I want to cite the words of Albert Einstein. He said that “Our task must be to free ourselves by widening our circle of compassion to embrace all living creatures and the whole of nature and its beauty.” That touches me in terms of how I want to see an expanding circle of compassion, which I believe this legislation and the other bills we will be seeing coming from the other place move us closer to doing.
Gandhi said that “The greatness of a nation and its moral progress can be judged by the way its animals are treated.” Those are good points of balancing out. How do we want to see ourselves as a community?
Another aspect of the bill, aside from the animal fighting part, is about bestiality. It is another important part of what the bill covers. In 2016, there was a Supreme Court of Canada decision, and in it bestiality, as it is currently defined in our Criminal Code, was said not to include non-penetrative acts. There was an important dissent that was written by Supreme Court of Canada Justice Rosalie Abella, but the majority did not agree with that, and I would like to quote the decision because it is important. This legislation directly responds to it. The court decision stated:
Penetration has always been understood to be an essential element of bestiality. Parliament adopted that term without adding a definition of it and the legislative history and evolution of the relevant provisions show no intent to depart from the well-understood legal meaning of the term. Moreover, the courts should not, by development of the common law, broaden the scope of liability for the offence of bestiality. Any expansion of criminal liability for this offence is within Parliament’s exclusive domain.
The decision also said:
Courts will only conclude that a new crime has been created if the words used to do so are certain and definitive.
I would submit that that is what this decision does. It provides clear, certain, definitive wording. It is quite simple in fact.
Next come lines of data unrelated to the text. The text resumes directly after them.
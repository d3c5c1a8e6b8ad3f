//! Prompt assembly: focus snippets, structured facts, and the
//! deterministic context layout handed to the model.

use std::sync::LazyLock;

use regex::Regex;

use crate::chunker::truncate_chars;
use crate::index::RetrievedChunk;
use crate::search::SearchHit;

static FOCUS_TERM: LazyLock<Regex> =
    LazyLock::new(|| Regex::new(r"[a-zа-яё0-9]{3,}").unwrap());
static STRUCTURED_FACT: LazyLock<Regex> =
    LazyLock::new(|| Regex::new(r"(?m)^(PRODUCT|BRAND|PRICE):\s*(.+)$").unwrap());

/// Structured facts folded into the prompt, at most.
const MAX_STRUCTURED_FACTS: usize = 6;
/// Notes folded into the prompt, at most.
const PROMPT_NOTE_LIMIT: usize = 6;
/// Per-snippet character caps inside the prompt.
const FOCUS_SNIPPET_CHARS: usize = 400;
const SEARCH_SNIPPET_CHARS: usize = 300;
const RETRIEVED_CHUNK_CHARS: usize = 400;
/// Search results folded into the prompt, at most.
const PROMPT_RESULT_LIMIT: usize = 3;

const PROMPT_INSTRUCTIONS: &str = "You are an assistant analyzing the content of a web page. \
Study the full page text, including lists and subheadings, before answering. \
Answer strictly from the page context; when it is not enough, use all \
provided data to prepare the answer. \
Format: short clear points; start list items with '- '. No links or meta remarks.";

/// Extracts windows of page text around occurrences of the question's
/// terms, so the model sees the most relevant passages first.
///
/// Matching is case-insensitive at the character level; windows are
/// measured in characters and deduplicated by position.
pub fn extract_focus_snippets(
    question: &str,
    page_text: &str,
    window: usize,
    max_snippets: usize,
) -> Vec<String> {
    if page_text.is_empty() || max_snippets == 0 {
        return Vec::new();
    }
    let chars: Vec<char> = page_text.chars().collect();
    let lowered: Vec<char> = chars
        .iter()
        .map(|c| c.to_lowercase().next().unwrap_or(*c))
        .collect();
    let question = question.to_lowercase();
    let mut seen_terms = rustc_hash::FxHashSet::default();
    let terms: Vec<&str> = FOCUS_TERM
        .find_iter(&question)
        .map(|found| found.as_str())
        .filter(|term| seen_terms.insert(*term))
        .collect();

    let mut snippets = Vec::new();
    let mut used = rustc_hash::FxHashSet::default();
    for term in terms {
        let term_chars: Vec<char> = term.chars().collect();
        let mut position = 0usize;
        while snippets.len() < max_snippets {
            let Some(found) = find_chars(&lowered, &term_chars, position) else {
                break;
            };
            let start = found.saturating_sub(window);
            let end = (found + term_chars.len() + window).min(chars.len());
            let snippet: String = chars[start..end].iter().collect();
            let snippet = snippet.trim().to_string();
            if !snippet.is_empty() && used.insert((start, end)) {
                snippets.push(snippet);
            }
            position = found + term_chars.len();
        }
        if snippets.len() >= max_snippets {
            break;
        }
    }
    snippets
}

fn find_chars(haystack: &[char], needle: &[char], from: usize) -> Option<usize> {
    if needle.is_empty() || from >= haystack.len() || needle.len() > haystack.len() {
        return None;
    }
    haystack[from..]
        .windows(needle.len())
        .position(|window| window == needle)
        .map(|offset| from + offset)
}

/// Pulls `KEY: value` product facts out of the raw page text.
pub fn structured_facts(page_text: &str) -> Vec<String> {
    STRUCTURED_FACT
        .captures_iter(page_text)
        .take(MAX_STRUCTURED_FACTS)
        .map(|captures| format!("{}: {}", &captures[1], captures[2].trim()))
        .collect()
}

/// Everything the prompt is assembled from, gathered by the compose
/// stage.
pub struct PromptInputs<'a> {
    pub question: &'a str,
    pub url: &'a str,
    pub title: &'a str,
    pub page_text: &'a str,
    pub focus: &'a [String],
    pub notes: &'a [String],
    pub retrieved: &'a [RetrievedChunk],
    pub results: &'a [SearchHit],
    /// Character cap applied to the raw page text section.
    pub text_cap: usize,
}

/// Assembles the final prompt, sections in fixed priority order:
/// instructions, page metadata, focus snippets, structured facts,
/// retrieved index context, truncated raw text, notes, search snippets,
/// then the verbatim question.
pub fn compose_prompt(inputs: &PromptInputs<'_>) -> String {
    let mut parts: Vec<String> = vec![PROMPT_INSTRUCTIONS.to_string()];

    let mut lines: Vec<String> = Vec::new();
    if !inputs.url.is_empty() {
        lines.push(format!("URL: {}", inputs.url));
    }
    if !inputs.title.is_empty() {
        lines.push(format!("TITLE: {}", inputs.title));
    }
    if !inputs.focus.is_empty() {
        let items: Vec<String> = inputs
            .focus
            .iter()
            .map(|snippet| flatten(snippet, FOCUS_SNIPPET_CHARS))
            .collect();
        lines.push(format!("FOCUS SNIPPETS:\n- {}", items.join("\n- ")));
    }
    let facts = structured_facts(inputs.page_text);
    if !facts.is_empty() {
        lines.push(format!("STRUCTURED:\n- {}", facts.join("\n- ")));
    }
    if !inputs.retrieved.is_empty() {
        let items: Vec<String> = inputs
            .retrieved
            .iter()
            .map(|chunk| flatten(&chunk.text, RETRIEVED_CHUNK_CHARS))
            .collect();
        lines.push(format!("RETRIEVED CONTEXT:\n- {}", items.join("\n- ")));
    }
    if !inputs.page_text.is_empty() {
        lines.push(format!(
            "TEXT: {}",
            truncate_chars(inputs.page_text, inputs.text_cap)
        ));
    }
    if !inputs.notes.is_empty() {
        let items: Vec<&str> = inputs
            .notes
            .iter()
            .take(PROMPT_NOTE_LIMIT)
            .map(String::as_str)
            .collect();
        lines.push(format!("NOTES:\n- {}", items.join("\n- ")));
    }
    if !lines.is_empty() {
        parts.push(format!("PAGE CONTEXT:\n{}", lines.join("\n")));
    }

    let snippets: Vec<String> = inputs
        .results
        .iter()
        .take(PROMPT_RESULT_LIMIT)
        .map(|hit| flatten(&hit.snippet, SEARCH_SNIPPET_CHARS))
        .filter(|snippet| !snippet.is_empty())
        .collect();
    if !snippets.is_empty() {
        parts.push(format!("SEARCH RESULTS:\n- {}", snippets.join("\n- ")));
    }

    parts.push(format!("USER QUESTION:\n{}", inputs.question));
    parts.join("\n\n")
}

fn flatten(text: &str, cap: usize) -> String {
    let joined: String = text
        .split_whitespace()
        .collect::<Vec<_>>()
        .join(" ");
    truncate_chars(&joined, cap).to_string()
}
impl AgentOrchestrator {
    pub fn new(
        config: AgentConfig,
        completion: Arc<dyn CompletionProvider>,
        search_provider: Arc<dyn SearchProvider>,
    ) -> Self {
        let config = Arc::new(config);
        let llm = Arc::new(LlmGateway::new(completion, config.generation_timeout));
        let cache = Arc::new(SearchCache::new(config.cache_ttl, config.cache_capacity));
        Self {
            planner: QueryPlanner::new(llm.clone(), config.clone()),
            search: SearchGateway::new(search_provider, cache, config.clone()),
            index: VectorIndex::new(config.index_dir.clone()),
            llm,
            config,
            last_source: Mutex::new(None),
        }
    }

    /// Runs the full pipeline for one question.
    #[instrument(skip_all, fields(force_search))]
    pub async fn invoke(
        &self,
        question: &str,
        page: PageContext,
        force_search: bool,
    ) -> Result<AgentReply, PipelineError> {
        let mut state = self.start(question, page, force_search)?;
        self.drive(&mut state, false).await;
        info!(
            used_search = state.used_search,
            attempts = state.search_attempts,
            decision = state.decision.as_str(),
            trace_len = state.trace.len(),
            "pipeline finished"
        );
        Ok(AgentReply {
            answer: state.answer,
            sources: state.search.hits().to_vec(),
            used_search: state.used_search,
            decision: state.decision,
            trace: state.trace,
        })
    }

    /// Runs every stage up to and including prompt composition, leaving
    /// generation to the caller (the streaming path).
    pub async fn build_prompt_only(
        &self,
        question: &str,
        page: PageContext,
        force_search: bool,
    ) -> Result<PreparedPrompt, PipelineError> {
        let mut state = self.start(question, page, force_search)?;
        self.drive(&mut state, true).await;
        let sources: Vec<SearchHit> = state
            .search
            .hits()
            .iter()
            .take(self.config.max_sources)
            .cloned()
            .collect();
        Ok(PreparedPrompt {
            prompt: state.prompt,
            sources,
            used_search: state.used_search,
            trace: state.trace,
        })
    }

    /// Streams generation over an already composed prompt.
    pub fn answer_stream(&self, prompt: &str) -> BoxStream<'static, String> {
        self.llm.generate_text_stream(prompt)
    }

    fn start(
        &self,
        question: &str,
        page: PageContext,
        force_search: bool,
    ) -> Result<AgentState, PipelineError> {
        let question = question.trim();
        if question.is_empty() {
            return Err(PipelineError::EmptyQuestion);
        }
        self.note_source_change(page.host().as_deref());
        Ok(AgentState::new(question.to_string(), page, force_search))
    }

    /// Drops cached search results for a source the user just navigated
    /// to, so a revisit after browsing elsewhere starts fresh.
    fn note_source_change(&self, host: Option<&str>) {
        let Some(host) = host else { return };
        let mut last = self.last_source.lock();
        if last.as_deref() != Some(host) {
            if last.is_some() {
                let removed = self.search.cache().invalidate_source(host);
                if removed > 0 {
                    debug!(host, removed, "invalidated cache entries for new source");
                }
            }
            *last = Some(host.to_string());
        }
    }

    async fn drive(&self, state: &mut AgentState, stop_before_generate: bool) {
        let mut stage = Stage::Prepare;
        loop {
            state.trace.push(stage.name().to_string());
            let next = match stage {
                Stage::Prepare => {
                    self.prepare(state);
                    let needs_chunking = state.page.text.chars().count()
                        > self.config.effective_note_threshold();
                    if needs_chunking {
                        Stage::ChunkNotes
                    } else {
                        Stage::PlanQuery
                    }
                }
                Stage::ChunkNotes => {
                    self.chunk_notes(state).await;
                    Stage::PlanQuery
                }
                Stage::PlanQuery => {
                    if self.plan_query(state).await {
                        Stage::Search
                    } else {
                        Stage::ComposePrompt
                    }
                }
                Stage::Search => {
                    self.run_search(state).await;
                    Stage::ComposePrompt
                }
                Stage::ComposePrompt => {
                    self.compose(state).await;
                    if stop_before_generate {
                        return;
                    }
                    Stage::Generate
                }
                Stage::Generate => {
                    self.generate(state).await;
                    Stage::Postprocess
                }
                Stage::Postprocess => {
                    self.postprocess(state);
                    Stage::Assess
                }
                Stage::Assess => {
                    if self.assess(state).await {
                        Stage::Search
                    } else {
                        Stage::EnsureAnswer
                    }
                }
                Stage::EnsureAnswer => {
                    self.ensure_answer(state);
                    Stage::Finalize
                }
                Stage::Finalize => {
                    self.finalize(state);
                    return;
                }
            };
            stage = next;
        }
    }

    fn prepare(&self, state: &mut AgentState) {
        let trimmed = state.page.text.trim();
        state.page.text = truncate_chars(trimmed, self.config.page_text_cap).to_string();
        state.focus = compose::extract_focus_snippets(
            &state.question,
            &state.page.text,
            self.config.focus_window,
            self.config.max_focus_snippets,
        );
    }

    /// Summarizes the leading page chunks into short bullet notes. A
    /// chunk that fails to summarize is skipped, not retried.
    async fn chunk_notes(&self, state: &mut AgentState) {
        if state.page.text.is_empty() {
            return;
        }
        let windows = chunk(
            &state.page.text,
            self.config.note_chunk_size,
            self.config.note_chunk_overlap,
        );
        let total = windows.len();
        let mut collected: Vec<String> = Vec::new();
        for (ordinal, window) in windows
            .into_iter()
            .take(self.config.note_chunk_limit)
            .enumerate()
        {
            let prompt = format!(
                "Read the page fragment below carefully. Extract the key facts, \
numbers, definitions, and subheadings. List one fact per line, each line \
starting with '- '.\n\nFRAGMENT {}/{}:\n{}",
                ordinal + 1,
                total,
                window,
            );
            let Some(text) = self.llm.generate_text(&prompt).await.as_text().map(str::to_string)
            else {
                debug!(ordinal, "note summarization failed; skipping chunk");
                continue;
            };
            for line in text.lines() {
                let line = line.trim();
                if line.is_empty() {
                    continue;
                }
                collected.push(line.strip_prefix("- ").unwrap_or(line).trim().to_string());
            }
            if collected.len() >= self.config.max_notes {
                break;
            }
        }
        collected.truncate(self.config.max_notes);
        state.notes = collected;
    }

    /// Returns true when the search branch should be taken.
    async fn plan_query(&self, state: &mut AgentState) -> bool {
        let decision = self
            .planner
            .assess_need_search(
                &state.question,
                &state.page.text,
                &state.notes,
                state.force_search,
            )
            .await;
        debug!(
            need_search = decision.need_search,
            rationale = %decision.rationale,
            "search-need decision"
        );
        state.need_search = decision.need_search;
        if !state.need_search {
            state.queries.clear();
            return false;
        }
        state.queries = self
            .planner
            .synthesize_queries(
                &state.question,
                &state.page.title,
                decision.suggested_query.as_deref(),
            )
            .await;
        true
    }

    async fn run_search(&self, state: &mut AgentState) {
        state.used_search = true;
        let language = detect_language(&format!("{} {}", state.question, state.page.title));
        let source = state.page.host().unwrap_or_else(|| "_".to_string());
        // A retry pass may bypass the cache so it cannot re-judge the
        // very results found insufficient.
        let use_cache =
            !(state.search_attempts > 0 && self.config.fresh_search_on_retry);
        state.search = self
            .search
            .search(&state.queries, &source, language, use_cache)
            .await;
    }

    async fn compose(&self, state: &mut AgentState) {
        let retrieved = self.index_context(state).await;
        state.prompt = compose::compose_prompt(&compose::PromptInputs {
            question: &state.question,
            url: &state.page.url,
            title: &state.page.title,
            page_text: &state.page.text,
            focus: &state.focus,
            notes: &state.notes,
            retrieved: &retrieved,
            results: state.search.hits(),
            text_cap: self.config.prompt_text_cap,
        });
    }

    /// Opportunistically ingests the current page, then retrieves the
    /// best-matching indexed chunks for the prompt. Any failure here
    /// degrades to an empty context block.
    async fn index_context(&self, state: &AgentState) -> Vec<RetrievedChunk> {
        if !self.config.index_enabled {
            return Vec::new();
        }
        let Some(source) = state.page.host() else {
            return Vec::new();
        };
        let upserted = self
            .index
            .upsert(
                &source,
                &state.page.url,
                &state.page.title,
                &state.page.text,
                &*self.llm,
                UpsertParams {
                    chunk_size: self.config.index_chunk_size,
                    overlap: self.config.index_chunk_overlap,
                    max_docs: self.config.index_max_docs,
                },
            )
            .await;
        match upserted {
            Ok(added) if added > 0 => debug!(added, %source, "indexed page chunks"),
            Ok(_) => {}
            Err(err) => debug!(error = %err, "index upsert failed; continuing without it"),
        }
        let query = state
            .queries
            .first()
            .map(String::as_str)
            .unwrap_or(&state.question);
        self.index
            .retrieve_top_k(&source, query, self.config.retrieve_top_k, &*self.llm)
            .await
    }

    async fn generate(&self, state: &mut AgentState) {
        let generation = self.llm.generate_text(&state.prompt).await;
        state.answer = generation.text_or_degraded(&self.config);
    }

    fn postprocess(&self, state: &mut AgentState) {
        let cleaned = answer::sanitize_answer(&state.answer);
        state.answer = if answer::is_overview_question(&state.question) {
            answer::limit_sentences(&cleaned, self.config.max_sentences)
        } else {
            cleaned
        };
    }

    /// Judges sufficiency and schedules at most one retry pass. Returns
    /// true when the machine should loop back to search.
    async fn assess(&self, state: &mut AgentState) -> bool {
        let judgment = self.judge_sufficiency(state).await;
        let need_retry = judgment.insufficient || judgment.should_search;
        let budget_left = state.search_attempts < self.config.retry_budget;
        if need_retry && budget_left && !self.config.search_disabled() {
            let refined = judgment
                .search_query
                .filter(|query| !query.trim().is_empty())
                .unwrap_or_else(|| {
                    format!("{} {}", state.question, state.page.title)
                        .trim()
                        .to_string()
                });
            let mut queries = vec![refined.clone()];
            queries.extend(
                state
                    .queries
                    .iter()
                    .filter(|existing| **existing != refined)
                    .cloned(),
            );
            queries.truncate(3);
            state.queries = queries;
            state.search_attempts += 1;
            state.decision = Decision::Retry;
            debug!(attempts = state.search_attempts, "answer judged insufficient; retrying");
            return true;
        }
        state.decision = Decision::Continue;
        false
    }

    async fn judge_sufficiency(&self, state: &AgentState) -> SufficiencyJudgment {
        let prompt = format!(
            "Judge whether the answer below sufficiently addresses the question.\n\
Return JSON: {{\"insufficient\": bool, \"should_search\": bool, \
\"search_query\": string or null}}.\n\n\
Question: {}\n\nAnswer:\n{}",
            state.question,
            truncate_chars(&state.answer, 2_000),
        );
        match self.llm.generate_json(&prompt).await {
            Some(value) => serde_json::from_value(value).unwrap_or_default(),
            None => {
                debug!("sufficiency judgment did not parse; keeping the answer");
                SufficiencyJudgment::default()
            }
        }
    }

    fn ensure_answer(&self, state: &mut AgentState) {
        if !state.answer.trim().is_empty() {
            return;
        }
        state.answer = answer::fallback_answer(
            &state.notes,
            &state.page.text,
            &self.config.no_answer_message,
        );
    }

    fn finalize(&self, state: &mut AgentState) {
        state.search = state.search.clone().truncated(self.config.max_sources);
    }
}
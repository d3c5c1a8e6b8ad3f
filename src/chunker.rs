//! Fixed-size overlapping window chunking over page text.
//!
//! Both note extraction and vector-index ingestion run page text through
//! this splitter, each with its own size/overlap parameters, so it stays
//! pure: no state, no allocation beyond the window list, and windows
//! borrow from the input text.
//!
//! Offsets are measured in characters rather than bytes, so multi-byte
//! input is never split inside a code point.

/// Splits `text` into overlapping windows of at most `size` characters.
///
/// When `text` fits into a single window the whole text is returned as
/// one element. Otherwise the window advances by `size - overlap`
/// characters per step, and the final window is clipped to the end of
/// the text instead of overflowing past it.
///
/// An `overlap >= size` is clamped to `size - 1` so the window always
/// makes forward progress.
///
/// # Examples
///
/// ```
/// use pagesage::chunker::chunk;
///
/// let windows = chunk("abcdefghij", 4, 1);
/// assert_eq!(windows, vec!["abcd", "defg", "ghij"]);
///
/// assert_eq!(chunk("short", 100, 10), vec!["short"]);
/// ```
pub fn chunk(text: &str, size: usize, overlap: usize) -> Vec<&str> {
    let bounds: Vec<usize> = text
        .char_indices()
        .map(|(offset, _)| offset)
        .chain(std::iter::once(text.len()))
        .collect();
    let total = bounds.len() - 1;

    if size == 0 || total <= size {
        return vec![text];
    }

    let overlap = overlap.min(size - 1);
    let mut windows = Vec::new();
    let mut start = 0usize;
    loop {
        let end = (start + size).min(total);
        windows.push(&text[bounds[start]..bounds[end]]);
        if end >= total {
            break;
        }
        start = end - overlap;
    }
    windows
}

/// Clips `text` to at most `max` characters without splitting a code point.
pub fn truncate_chars(text: &str, max: usize) -> &str {
    match text.char_indices().nth(max) {
        Some((offset, _)) => &text[..offset],
        None => text,
    }
}

#[cfg(test)]
mod tests {
    use super::*;

    #[test]
    fn single_window_when_text_fits() {
        assert_eq!(chunk("hello", 5, 2), vec!["hello"]);
        assert_eq!(chunk("hello", 6, 2), vec!["hello"]);
    }

    #[test]
    fn empty_text_yields_one_empty_window() {
        assert_eq!(chunk("", 10, 2), vec![""]);
    }

    #[test]
    fn windows_overlap_by_requested_amount() {
        let windows = chunk("0123456789", 4, 2);
        assert_eq!(windows, vec!["0123", "2345", "4567", "6789"]);
    }

    #[test]
    fn final_window_is_clipped() {
        let windows = chunk("012345678", 4, 1);
        assert_eq!(windows, vec!["0123", "3456", "678"]);
        assert!(windows.iter().all(|w| w.chars().count() <= 4));
    }

    #[test]
    fn no_empty_windows_for_non_empty_input() {
        for size in 1..8 {
            for overlap in 0..size {
                let windows = chunk("abcdefghijk", size, overlap);
                assert!(windows.iter().all(|w| !w.is_empty()));
            }
        }
    }

    #[test]
    fn multibyte_text_splits_on_char_boundaries() {
        let text = "привет мир, это длинный текст";
        let windows = chunk(text, 10, 3);
        assert!(windows.len() > 1);
        assert!(windows.iter().all(|w| w.chars().count() <= 10));
    }

    #[test]
    fn degenerate_overlap_still_terminates() {
        let windows = chunk("abcdefgh", 3, 3);
        assert!(windows.len() > 1);
        assert!(windows.iter().all(|w| w.chars().count() <= 3));
    }

    #[test]
    fn truncate_respects_char_boundaries() {
        assert_eq!(truncate_chars("привет", 3), "при");
        assert_eq!(truncate_chars("abc", 10), "abc");
        assert_eq!(truncate_chars("abc", 0), "");
    }
}
//! Shared plumbing for upstream providers.
//!
//! The completion and search gateways wrap their providers behind traits
//! so tests can substitute scripted implementations. Both families of
//! providers fail in the same handful of ways, captured here as
//! [`ProviderError`]. Gateways convert these into degraded *values*
//! (see [`crate::llm::Generation`] and [`crate::search::SearchResponse`]);
//! the error type itself never crosses a stage boundary.

use miette::Diagnostic;
use thiserror::Error;

/// Failure modes of an external provider call.
#[derive(Debug, Error, Diagnostic)]
pub enum ProviderError {
    /// The provider was built without credentials; the feature is off.
    #[error("provider not configured: {what}")]
    #[diagnostic(
        code(pagesage::provider::not_configured),
        help("Set the corresponding API key in the environment to enable this provider.")
    )]
    NotConfigured { what: &'static str },

    /// Upstream quota or rate limit.
    #[error("rate limited by upstream: {0}")]
    #[diagnostic(code(pagesage::provider::rate_limited))]
    RateLimited(String),

    /// Transport-level failure (connect, TLS, non-2xx status).
    #[error("transport error: {0}")]
    #[diagnostic(code(pagesage::provider::transport))]
    Transport(String),

    /// The provider answered, but with a body we cannot use.
    #[error("malformed upstream response: {0}")]
    #[diagnostic(code(pagesage::provider::malformed))]
    Malformed(String),
}

impl ProviderError {
    /// Maps a reqwest failure, surfacing HTTP 429 as [`ProviderError::RateLimited`].
    pub fn from_http(err: reqwest::Error) -> Self {
        if err.status().is_some_and(|status| status.as_u16() == 429) {
            ProviderError::RateLimited(err.to_string())
        } else {
            ProviderError::Transport(err.to_string())
        }
    }
}
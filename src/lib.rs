//! # Pagesage: Retrieval-Augmented Page Answering
//!
//! Pagesage answers questions about the web page a user is currently
//! reading. Given a question and the page's text, it decides whether
//! extra context is needed, pulls that context from a local per-source
//! vector index or a time-budgeted external search, assembles a grounded
//! prompt, asks a language model, and judges whether the answer is
//! sufficient — retrying the search-and-generate cycle at most once.
//!
//! ## Module guide
//!
//! - [`chunker`]: overlapping fixed-size text windows, shared by note
//!   extraction and index ingestion.
//! - [`index`]: per-source on-disk vector store with idempotent upsert
//!   and cosine top-k retrieval.
//! - [`search`]: result cache, provider seam, and the budget-enforcing
//!   search gateway.
//! - [`llm`]: generation (blocking and streaming), lenient JSON mode,
//!   and embeddings under hard timeouts.
//! - [`planner`]: search-need assessment and query synthesis.
//! - [`orchestrator`]: the fixed-topology state machine tying it all
//!   together.
//! - [`config`]: every threshold the pipeline consults, with environment
//!   overrides.
//!
//! ## Quick start
//!
//! ```no_run
//! use std::sync::Arc;
//! use pagesage::config::AgentConfig;
//! use pagesage::llm::HttpCompletionProvider;
//! use pagesage::orchestrator::{AgentOrchestrator, PageContext};
//! use pagesage::search::HttpSearchProvider;
//!
//! # async fn run() -> Result<(), Box<dyn std::error::Error>> {
//! let client = reqwest::Client::new();
//! let config = AgentConfig::from_env();
//! let completion = HttpCompletionProvider::from_env(client.clone())
//!     .ok_or("LLM_API_KEY is required")?;
//! let search = HttpSearchProvider::from_env(client)
//!     .ok_or("SEARCH_API_KEY is required")?;
//! let orchestrator =
//!     AgentOrchestrator::new(config, Arc::new(completion), Arc::new(search));
//!
//! let page = PageContext::new(
//!     "https://example.com/article",
//!     "An Article",
//!     "The page text…",
//! );
//! let reply = orchestrator.invoke("What is this page about?", page, false).await?;
//! println!("{}", reply.answer);
//! # Ok(())
//! # }
//! ```
//!
//! Every external dependency degrades to a value rather than an error:
//! a timed-out generation becomes a configured message, a failed search
//! becomes an error-carrying result the prompt simply omits, and a
//! missing embedding skips index participation for that request.

pub mod chunker;
pub mod config;
pub mod index;
pub mod llm;
pub mod orchestrator;
pub mod planner;
pub mod provider;
pub mod search;
pub mod telemetry;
Our government response to that decision is that we amend section 160 of the Criminal Code by adding a subsection 4, which states, “In this section, bestiality means any contact, for a sexual purpose, with an animal.” It is simple, certain and definitive. That is why it responds quite well to the concerns that have been raised in that case.
By dealing with this, we are increasing our circle of compassion. I say that because I also want to talk about, and I know we heard this earlier today, that a link has been seen between animal cruelty and violence toward people. The Humane Canada conference in 2017 brought together experts to talk about these links and how they would be better addressed. In fact, similar conferences have been held in the United States. There will be a conference by Humane Canada on this issue in November this year in Toronto, discussing the link between violence against animals and violence against people. When the purpose of the conference was set out, it stated:
Violence against animals and violence against people are not distinct and separate problems. Rather, they are part of a larger pattern of violent crimes that often co-exist. Research shows a significant correlation between animal cruelty and crimes of domestic violence, the physical and sexual abuse of children, sexual assault and other violent crimes.
When I was reading and learning more about this, in domestic assault situations and domestic violence, sometimes the threat of violence to an animal friend in that household is one of the ways that control is exerted over the domestic partner as part of the violence. It is a more complex issue and the circle of compassion encapsulates our entire community. We need to end animal cruelty. It is as simple as that.
It is something that I personally feel passionately about. I am happy to see that we are here to debate and discuss it. I look forward to seeing the bill move forward. I want to thank the member for who raised many of these issues in his bill earlier in the discussion. I am seeing this as one more step. We need to move it forward. Let us do it. Let us take the steps that we need to move forward on animal cruelty.